American actor (born 1982)

Gabriel Isaac Luna (born December 5, 1982) is an American actor and producer. He is known for his roles as Robbie Reyes / Ghost Rider on the ABC superhero series Agents of S.H.I.E.L.D. (2016–2017), Tony Bravo on the El Rey Network drama series Matador (2014), Paco Contreras on the ABC crime drama series Wicked City (2015), Rev-9 in the Terminator film Terminator: Dark Fate (2019), and Tommy Miller in the HBO post-apocalyptic drama series The Last of Us (2023–present). He has also starred in the films Bernie (2011), Balls Out (2014), Freeheld (2015), Gravy (2015), and Transpecos (2016).

==Early life==
Gabriel Isaac Luna was born in Austin, Texas. His father died prior to Luna's birth, and he was raised by his mother. He attended St. Edward's University in Austin, where he made his stage debut as Romeo in a production of Romeo and Juliet, and graduated in 2005.

==Career==
Luna made his screen acting debut as Kristofer Rostropovich in the drama film Fall to Grace, which premiered at South by Southwest in March 2005. He then provided voice-over work for the science fiction video game BlackSite: Area 51, which was released in November 2007. Luna is a founding member of the Austin-based Paper Chairs Theatre Company. On stage in Austin, Luna has portrayed Sergei Maxudov in Black Snow (2009), the title character in Orestes (2009), and Clov in Endgame (2010). For these three performances, he received the Austin Critics Table Best Lead Actor Award in 2010.

Luna then starred as the lead character, Nate Hitchins, in the drama film Dance with the One, which premiered at South by Southwest in March 2010. The following year, he had a supporting role in the black comedy film Bernie, directed by Richard Linklater, which premiered at the Los Angeles Film Festival in June 2011. Luna's television credits include minor roles on Fox's serial drama Prison Break (2008), HBO's television film Temple Grandin (2010), Fox's drama-thriller Touch (2013), and CBS' action procedural drama NCIS: Los Angeles (2013).

In 2014, he was cast in the leading role of Tony Bravo on the El Rey Network television series Matador.
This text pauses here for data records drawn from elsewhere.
use web_sys::MouseEvent;
use yew::prelude::*;

use crate::components::language_switcher::LanguageSwitcher;
use crate::components::{about, contact, hero, services, testimonials};
use crate::i18n::use_i18n;
use crate::scroll::anchor::scroll_to_section;

/// (label key, target section id, shown in the mobile menu)
pub const NAV_LINKS: &[(&str, &str, bool)] = &[
    ("nav.about", hero::SECTION_ID, true),
    ("nav.portfolio", services::SECTION_ID, true),
    ("nav.investments", about::SECTION_ID, true),
    ("nav.partnering", testimonials::SECTION_ID, true),
    ("nav.news", contact::SECTION_ID, false),
    ("nav.contact", contact::SECTION_ID, true),
];

#[derive(Properties, PartialEq)]
pub struct NavProps {
    pub scrolled: bool,
}

#[function_component(Nav)]
pub fn nav(props: &NavProps) -> Html {
    let i18n = use_i18n();
    let menu_open = use_state(|| false);

    let toggle_menu = {
        let menu_open = menu_open.clone();
        Callback::from(move |e: MouseEvent| {
            e.prevent_default();
            menu_open.set(!*menu_open);
        })
    };

    let link = |key: &'static str, target: &'static str| {
        let menu_open = menu_open.clone();
        let onclick = Callback::from(move |e: MouseEvent| {
            e.prevent_default();
            scroll_to_section(target);
            menu_open.set(false);
        });
        html! {
            <button class="nav-link" {onclick}>{ i18n.t(key) }</button>
        }
    };

    html! {
        <nav class={classes!("top-nav", props.scrolled.then_some("scrolled"))}>
            <style>
                {r#"
                    .top-nav {
                        position: fixed;
                        top: 0;
                        width: 100%;
                        z-index: 50;
                        backdrop-filter: blur(12px);
                        transition: background 0.3s ease;
                    }
                    .top-nav.scrolled {
                        background: rgba(17, 24, 39, 0.85);
                    }
                    .nav-content {
                        max-width: 80rem;
                        margin: 0 auto;
                        padding: 0 1.5rem;
                        height: 5rem;
                        display: flex;
                        align-items: center;
                        justify-content: space-between;
                    }
                    .nav-logo {
                        display: flex;
                        align-items: center;
                        gap: 0.75rem;
                        color: #fff;
                    }
                    .nav-logo .mark {
                        width: 2.5rem;
                        height: 2.5rem;
                        transform: rotate(45deg);
                        border-radius: 0.125rem;
                        background: linear-gradient(135deg, #60a5fa, #2563eb);
                    }
                    .nav-logo h1 {
                        margin: 0;
                        font-size: 1.5rem;
                        letter-spacing: 0.1em;
                    }
                    .nav-logo p {
                        margin: 0;
                        font-size: 0.75rem;
                        color: #9ca3af;
                        letter-spacing: 0.3em;
                    }
                    .nav-links {
                        display: flex;
                        align-items: center;
                        gap: 1.5rem;
                    }
                    .nav-link {
                        background: none;
                        border: none;
                        color: #d1d5db;
                        font-size: 0.875rem;
                        cursor: pointer;
                    }
                    .nav-link:hover {
                        color: #fff;
                    }
                    .nav-login {
                        color: #60a5fa;
                        background: none;
                        border: none;
                        cursor: pointer;
                    }
                    .burger-menu {
                        display: none;
                        background: none;
                        border: none;
                        cursor: pointer;
                    }
                    .burger-menu span {
                        display: block;
                        width: 24px;
                        height: 2px;
                        margin: 5px 0;
                        background: #fff;
                    }
                    .mobile-menu {
                        display: none;
                    }
                    @media (max-width: 768px) {
                        .nav-links {
                            display: none;
                        }
                        .burger-menu {
                            display: block;
                        }
                        .mobile-menu.open {
                            display: block;
                            background: rgba(17, 24, 39, 0.95);
                            padding: 0.5rem 1rem 1rem;
                        }
                        .mobile-menu .nav-link,
                        .mobile-menu .nav-login {
                            display: block;
                            width: 100%;
                            text-align: start;
                            padding: 0.75rem;
                        }
                    }
                "#}
            </style>
            <div class="nav-content">
                <div class="nav-logo">
                    <div class="mark"></div>
                    <div>
                        <h1>{ i18n.t("brand.name") }</h1>
                        <p>{ i18n.t("brand.tagline") }</p>
                    </div>
                </div>

                <div class="nav-links">
                    { for NAV_LINKS.iter().map(|(key, target, _)| link(*key, *target)) }
                    <LanguageSwitcher />
                    <button class="nav-login">{ i18n.t("nav.login") }</button>
                </div>

                <button class="burger-menu" onclick={toggle_menu} aria-label={i18n.t("nav.menu")}>
                    <span></span>
                    <span></span>
                    <span></span>
                </button>
            </div>
            <div class={classes!("mobile-menu", (*menu_open).then_some("open"))}>
                {
                    for NAV_LINKS
                        .iter()
                        .filter(|(_, _, mobile)| *mobile)
                        .map(|(key, target, _)| link(*key, *target))
                }
                <LanguageSwitcher />
                <button class="nav-login">{ i18n.t("nav.login") }</button>
            </div>
        </nav>
    }
}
The series premiered in July 2014 and ran for one season of 13 episodes, ending that October. That same year, he co-starred as Vinnie in the sports comedy Balls Out, which premiered at the Tribeca Film Festival in April 2014. Luna next recurred as Miguel Gilb, a former lover of Taylor Kitsch's character, on the second season of the HBO anthology drama series True Detective, appearing in 3 episodes. He then co-starred in the Julianne Moore and Elliot Page-led drama film Freeheld, directed by Peter Sollett, which premiered at the Toronto International Film Festival in September 2015.

Luna subsequently had a supporting role in the comedy film Gravy, directed by James Roday, which was released in October 2015. He was then cast as Paco Contreras, a detective searching for a serial killer on the Sunset Strip, on the ABC crime drama series Wicked City. The series premiered in October 2015, but was cancelled following its third episode; the remaining episodes were later released through Hulu.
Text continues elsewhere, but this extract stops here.